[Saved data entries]
Segment Open

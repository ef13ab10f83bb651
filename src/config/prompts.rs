//! Prompt templates for Reelcast.
//!
//! Prompts can be customized by placing TOML files in the custom prompts directory.

use serde::{Deserialize, Serialize};
use std::collections::HashMap;
use std::path::PathBuf;

/// Collection of all prompt templates.
#[derive(Debug, Clone, Serialize, Deserialize, Default)]
#[serde(default)]
pub struct Prompts {
    pub script: ScriptPrompts,
    pub queries: QueryPrompts,
    /// Custom variables from config, available in all prompts.
    #[serde(skip)]
    pub variables: HashMap<String, String>,
}

/// Prompts for researching and writing the narration script.
#[derive(Debug, Clone, Serialize, Deserialize)]
#[serde(default)]
pub struct ScriptPrompts {
    pub system: String,
    pub user: String,
}

impl Default for ScriptPrompts {
    fn default() -> Self {
        Self {
            system: r#"You are an expert video creator who produces engaging, well-researched narrated videos.

Always search the web before writing. Gather current news, the latest statistics, recent events and ongoing discussions about the topic. Prefer information from the last 30 days where it exists."#
                .to_string(),

            user: r####"Create a compelling script of about {{target_words}} words about "{{query}}".

Natural flow:
- No formulaic "Introduction" or "Conclusion" sections
- Open with a hook: a surprising fact, a current event or a striking number
- Let topics flow into each other with conversational transitions
- End with a forward-looking insight or a thought-provoking question

Section headings:
- Use 4-6 descriptive headings written as "### Heading"
- Good: "### Tesla's Game-Changing Battery Breakthrough"
- Bad: "### Introduction", "### Overview", "### Conclusion"

Content:
- Weave in specific dates, numbers and recent examples
- Short paragraphs of 2-4 sentences for easy listening
- Address the viewer as "you" and keep a conversational tone

Each section should be 200-300 words.

End with "### Sources:" followed by the plain URLs you used, one per line, no formatting."####
                .to_string(),
        }
    }
}

/// Prompts for turning narration text into image search queries.
#[derive(Debug, Clone, Serialize, Deserialize)]
#[serde(default)]
pub struct QueryPrompts {
    /// One paragraph in, `{{n}}` queries out as a JSON array.
    pub scene: String,
    /// Several segments in, a JSON object keyed by segment index out.
    pub batch: String,
}

impl Default for QueryPrompts {
    fn default() -> Self {
        Self {
            scene: r#"You write Google Images search queries for video backgrounds by analyzing a paragraph of narration.

First work out what the paragraph is specifically about and which visual elements would represent it.

Rules:
- Never use bare entity names; always add visual and temporal context
- Add a year or "recent" so the results are current
- Prefer action shots, crowds, events and people over logos, crests or emblems
- Keep each query to 3-5 words
- Every query must be specific to the paragraph, not generic

Example: instead of "Real Madrid 2024" write "Real Madrid trophy lift 2024".

The overall video topic is "{{topic}}".

Return exactly {{n}} queries as a JSON array of strings and nothing else.

Paragraph:
"{{text}}""#
                .to_string(),

            batch: r#"You write Google Images search queries for the segments of a narrated video about "{{topic}}".

For every segment produce exactly {{n}} queries of 3-5 words each. Prefer action shots, crowds, events and people over logos or emblems. Add a year or "recent" so results are current.

Return ONLY a JSON object mapping each segment index (as a string) to its array of queries, for example {"0": ["query one", "query two"]}.

Segments:
{{segments}}"#
                .to_string(),
        }
    }
}

impl Prompts {
    /// Load prompts, overriding defaults from `custom_dir` where files exist.
    pub fn load(
        custom_dir: Option<&str>,
        custom_variables: Option<&HashMap<String, String>>,
    ) -> crate::error::Result<Self> {
        let mut prompts = Prompts::default();

        if let Some(vars) = custom_variables {
            prompts.variables = vars.clone();
        }

        if let Some(dir) = custom_dir {
            let custom_path = PathBuf::from(shellexpand::tilde(dir).to_string());

            let script_path = custom_path.join("script.toml");
            if script_path.exists() {
                let content = std::fs::read_to_string(&script_path)?;
                prompts.script = toml::from_str(&content)?;
            }

            let queries_path = custom_path.join("queries.toml");
            if queries_path.exists() {
                let content = std::fs::read_to_string(&queries_path)?;
                prompts.queries = toml::from_str(&content)?;
            }
        }

        Ok(prompts)
    }

    /// Render a prompt template with the given variables.
    pub fn render(template: &str, vars: &HashMap<String, String>) -> String {
        let mut result = template.to_string();
        for (key, value) in vars {
            result = result.replace(&format!("{{{{{}}}}}", key), value);
        }
        result
    }

    /// Render with both provided and config variables; provided ones win.
    pub fn render_with_custom(&self, template: &str, vars: &HashMap<String, String>) -> String {
        let mut merged = self.variables.clone();
        for (key, value) in vars {
            merged.insert(key.clone(), value.clone());
        }
        Self::render(template, &merged)
    }
}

Segment Closed

# WORK REQUIRED
Count of lines in the data above that contain the string "Deserialize": give this number and no other words.

# RESPONSE BELOW
4